[PROMPT]: Write out, word for word, only the data from its first line to the line containing "pub enum ResourceState".

[INFORMATION]:
____

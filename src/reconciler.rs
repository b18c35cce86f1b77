//! Async storage reconciler
//!
//! Brings a workspace namespace to the state where the async storage stack
//! exists:
//! - Workspace precondition check
//! - Per-kind existence check (claim, config map, pod, service)
//! - SSH key resolution, only when the config map is missing
//! - Creation of whatever is missing
//!
//! Existing objects are never updated. A failed create aborts the remaining
//! kinds without rolling back; the next run picks up where this one stopped.

use std::sync::Arc;

use chrono::{DateTime, Utc};
use serde::Serialize;
use tracing::{debug, info, instrument};

use crate::config::{ExistenceCheck, ProvisionerConfig};
use crate::constants::{ASYNC_STORAGE, ASYNC_STORAGE_CLAIM};
use crate::control_plane::{ControlPlane, DesiredResource, ResourceKind};
use crate::error::{Error, Result};
use crate::resources::{self, config_map_name};
use crate::ssh::{self, SshKeyStore};
use crate::validation::{self, Precondition};
use crate::workspace::ProvisioningRequest;

/// Terminal state of one resource kind after reconciliation
#[derive(Clone, Copy, Debug, PartialEq, Eq, Serialize)]
pub enum ResourceState {
    /// Already present; left untouched
    Exists,
    /// Created by this run
    Created,
    /// Not created because no SSH key pair was available
    Skipped,
}

#[derive(Clone, Debug, PartialEq, Eq, Serialize)]
#[serde(rename_all = "camelCase")]
pub struct ResourceOutcome {
    pub kind: ResourceKind,
    pub name: String,
    pub state: ResourceState,
}

/// Summary of one provisioning attempt
#[derive(Clone, Debug, Serialize)]
#[serde(rename_all = "camelCase")]
pub struct ProvisionReport {
    pub namespace: String,

    /// False when the workspace did not ask for async storage
    pub requested: bool,

    pub resources: Vec<ResourceOutcome>,

    pub started_at: DateTime<Utc>,

    #[serde(skip_serializing_if = "Option::is_none")]
    pub finished_at: Option<DateTime<Utc>>,
}

impl ProvisionReport {
    fn start(namespace: &str) -> Self {
        Self {
            namespace: namespace.to_string(),
            requested: false,
            resources: Vec::new(),
            started_at: Utc::now(),
            finished_at: None,
        }
    }

    fn record(&mut self, kind: ResourceKind, name: &str, state: ResourceState) {
        self.resources.push(ResourceOutcome {
            kind,
            name: name.to_string(),
            state,
        });
    }

    fn finish(mut self) -> Self {
        self.finished_at = Some(Utc::now());
        self
    }

    pub fn state_of(&self, kind: ResourceKind) -> Option<ResourceState> {
        self.resources
            .iter()
            .find(|o| o.kind == kind)
            .map(|o| o.state)
    }

    pub fn created_count(&self) -> usize {
        self.resources
            .iter()
            .filter(|o| o.state == ResourceState::Created)
            .count()
    }
}

/// Provisions the async storage stack for workspaces
pub struct AsyncStorageProvisioner {
    config: ProvisionerConfig,
    control_plane: Arc<dyn ControlPlane>,
    key_store: Arc<dyn SshKeyStore>,
}

impl AsyncStorageProvisioner {
    pub fn new(
        config: ProvisionerConfig,
        control_plane: Arc<dyn ControlPlane>,
        key_store: Arc<dyn SshKeyStore>,
    ) -> Self {
        Self {
            config,
            control_plane,
            key_store,
        }
    }

    /// Run one provisioning attempt for `request`
    ///
    /// Warnings are appended to `request.warnings` and stay there when this
    /// returns an error.
    #[instrument(skip(self, request), fields(workspace = %request.identity.workspace_id, namespace = %request.namespace()))]
    pub async fn provision(&self, request: &mut ProvisioningRequest) -> Result<ProvisionReport> {
        let namespace = request.namespace().to_string();
        let mut report = ProvisionReport::start(&namespace);

        match validation::validate(&request.attributes, &self.config.pvc_strategy) {
            Ok(Precondition::Skip) => {
                debug!("Async storage not requested, nothing to provision");
                return Ok(report.finish());
            }
            Ok(Precondition::Proceed) => {}
            Err(rejection) => {
                request.add_warning(rejection.to_warning());
                return Err(Error::configuration(rejection.message));
            }
        }
        report.requested = true;

        info!(existence_check = ?self.config.existence_check, "Provisioning async storage");

        // claim
        let state = if self
            .exists(&namespace, ResourceKind::PersistentVolumeClaim, ASYNC_STORAGE_CLAIM)
            .await?
        {
            ResourceState::Exists
        } else {
            let claim = resources::build_claim(&self.config);
            self.create(&namespace, DesiredResource::Claim(claim)).await?
        };
        report.record(ResourceKind::PersistentVolumeClaim, ASYNC_STORAGE_CLAIM, state);

        // config map with the owner's public key
        let cm_name = config_map_name(&namespace);
        let state = if self
            .exists(&namespace, ResourceKind::ConfigMap, &cm_name)
            .await?
        {
            ResourceState::Exists
        } else {
            let owner = request.identity.owner_id.clone();
            let pairs =
                ssh::get_or_create_pairs(self.key_store.as_ref(), &owner, &mut request.warnings)
                    .await?;
            match resources::build_config_map(&namespace, ssh::canonical_pair(&pairs)) {
                Some(config_map) => {
                    self.create(&namespace, DesiredResource::ConfigMap(config_map))
                        .await?
                }
                None => {
                    debug!(name = %cm_name, "No SSH key pair available, skipping config map");
                    ResourceState::Skipped
                }
            }
        };
        report.record(ResourceKind::ConfigMap, &cm_name, state);

        // storage pod
        let state = if self
            .exists(&namespace, ResourceKind::Pod, ASYNC_STORAGE)
            .await?
        {
            ResourceState::Exists
        } else {
            let pod = resources::build_pod(&self.config, &namespace);
            self.create(&namespace, DesiredResource::Pod(pod)).await?
        };
        report.record(ResourceKind::Pod, ASYNC_STORAGE, state);

        // service
        let state = if self
            .exists(&namespace, ResourceKind::Service, ASYNC_STORAGE)
            .await?
        {
            ResourceState::Exists
        } else {
            let service = resources::build_service(&namespace);
            self.create(&namespace, DesiredResource::Service(service))
                .await?
        };
        report.record(ResourceKind::Service, ASYNC_STORAGE, state);

        let report = report.finish();
        info!(created = report.created_count(), "Async storage provisioned");
        Ok(report)
    }

    /// Whether an object of `kind` named `name` is already in the namespace
    ///
    /// With [`ExistenceCheck::Create`] nothing is listed and the create call
    /// itself detects existing objects.
    async fn exists(&self, namespace: &str, kind: ResourceKind, name: &str) -> Result<bool> {
        match self.config.existence_check {
            ExistenceCheck::Create => Ok(false),
            ExistenceCheck::List => {
                let items = self.control_plane.list(namespace, kind).await?;
                let found = items.iter().any(|meta| meta.name.as_deref() == Some(name));
                debug!(kind = %kind, name = %name, found, "Checked for existing resource");
                Ok(found)
            }
        }
    }

    /// Create `resource`; losing a creation race counts as already existing
    async fn create(&self, namespace: &str, resource: DesiredResource) -> Result<ResourceState> {
        let kind = resource.kind();
        let name = resource.name();
        match self.control_plane.create(namespace, &resource).await {
            Ok(()) => {
                info!(kind = %kind, name = %name, "Created async storage resource");
                Ok(ResourceState::Created)
            }
            Err(e) if e.is_already_exists() => {
                debug!(kind = %kind, name = %name, "Resource already exists");
                Ok(ResourceState::Exists)
            }
            Err(e) => Err(e),
        }
    }
}
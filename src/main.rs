//! Async storage provisioner
//!
//! Runs one provisioning attempt for the workspace described by a
//! `ProvisioningRequest` YAML file and prints the resulting report as JSON.
//!
//! Usage: async-storage-provisioner <request.yaml>

use std::path::PathBuf;
use std::sync::Arc;

use anyhow::Context as _;
use kube::Client;
use tokio::signal;
use tracing::{error, info, warn};
use tracing_subscriber::{layer::SubscriberExt, util::SubscriberInitExt, EnvFilter};

use async_storage_provisioner::{
    config::ProvisionerConfig,
    control_plane::KubeControlPlane,
    ssh::SecretSshKeyStore,
    workspace::ProvisioningRequest,
    AsyncStorageProvisioner,
};

#[tokio::main]
async fn main() -> anyhow::Result<()> {
    // Initialize tracing
    init_tracing();

    let request_path: PathBuf = std::env::args()
        .nth(1)
        .map(PathBuf::from)
        .context("Usage: async-storage-provisioner <request.yaml>")?;

    let config = ProvisionerConfig::load()?;
    let content = std::fs::read_to_string(&request_path)
        .with_context(|| format!("Failed to read request {}", request_path.display()))?;
    let mut request: ProvisioningRequest = serde_yaml::from_str(&content)
        .with_context(|| format!("Invalid request {}", request_path.display()))?;

    info!(
        workspace = %request.identity.workspace_id,
        namespace = %request.namespace(),
        "Starting async storage provisioner"
    );

    // Create Kubernetes client
    let client = Client::try_default().await?;
    info!("Connected to Kubernetes API server");

    let provisioner = AsyncStorageProvisioner::new(
        config.clone(),
        Arc::new(KubeControlPlane::new(client.clone())),
        Arc::new(SecretSshKeyStore::new(client, config.ssh_keys_namespace.clone())),
    );

    // Dropping the provisioning future on a signal can leave a partial stack;
    // every step is create-if-absent, so the next run completes it.
    let result = tokio::select! {
        result = provisioner.provision(&mut request) => Some(result),
        _ = shutdown_signal() => None,
    };

    for warning in &request.warnings {
        warn!(code = warning.code, message = %warning.message, "Workspace warning");
    }

    match result {
        Some(Ok(report)) => {
            println!("{}", serde_json::to_string_pretty(&report)?);
            Ok(())
        }
        Some(Err(e)) => {
            error!(error = %e, "Provisioning failed");
            Err(e.into())
        }
        None => {
            info!("Received shutdown signal, provisioning interrupted");
            anyhow::bail!("Provisioning interrupted")
        }
    }
}

/// Initialize tracing subscriber
fn init_tracing() {
    let env_filter = EnvFilter::try_from_default_env()
        .unwrap_or_else(|_| EnvFilter::new("info,kube=warn,hyper=warn"));

    tracing_subscriber::registry()
        .with(env_filter)
        .with(tracing_subscriber::fmt::layer().json().with_writer(std::io::stderr))
        .init();
}

/// Wait for shutdown signal (SIGTERM or SIGINT)
async fn shutdown_signal() {
    let ctrl_c = async {
        signal::ctrl_c()
            .await
            .expect("Failed to install CTRL+C handler");
    };

    #[cfg(unix)]
    let terminate = async {
        signal::unix::signal(signal::unix::SignalKind::terminate())
            .expect("Failed to install SIGTERM handler")
            .recv()
            .await;
    };

    #[cfg(not(unix))]
    let terminate = std::future::pending::<()>();

    tokio::select! {
        _ = ctrl_c => {
            info!("Received CTRL+C signal");
        }
        _ = terminate => {
            info!("Received SIGTERM signal");
        }
    }
}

____

[WORKED SOLUTION]:
filename src/reconciler.rs
repository b18c35cce86f1b77
//! Async storage reconciler
//!
//! Brings a workspace namespace to the state where the async storage stack
//! exists:
//! - Workspace precondition check
//! - Per-kind existence check (claim, config map, pod, service)
//! - SSH key resolution, only when the config map is missing
//! - Creation of whatever is missing
//!
//! Existing objects are never updated. A failed create aborts the remaining
//! kinds without rolling back; the next run picks up where this one stopped.

use std::sync::Arc;

use chrono::{DateTime, Utc};
use serde::Serialize;
use tracing::{debug, info, instrument};

use crate::config::{ExistenceCheck, ProvisionerConfig};
use crate::constants::{ASYNC_STORAGE, ASYNC_STORAGE_CLAIM};
use crate::control_plane::{ControlPlane, DesiredResource, ResourceKind};
use crate::error::{Error, Result};
use crate::resources::{self, config_map_name};
use crate::ssh::{self, SshKeyStore};
use crate::validation::{self, Precondition};
use crate::workspace::ProvisioningRequest;

/// Terminal state of one resource kind after reconciliation
#[derive(Clone, Copy, Debug, PartialEq, Eq, Serialize)]
pub enum ResourceState {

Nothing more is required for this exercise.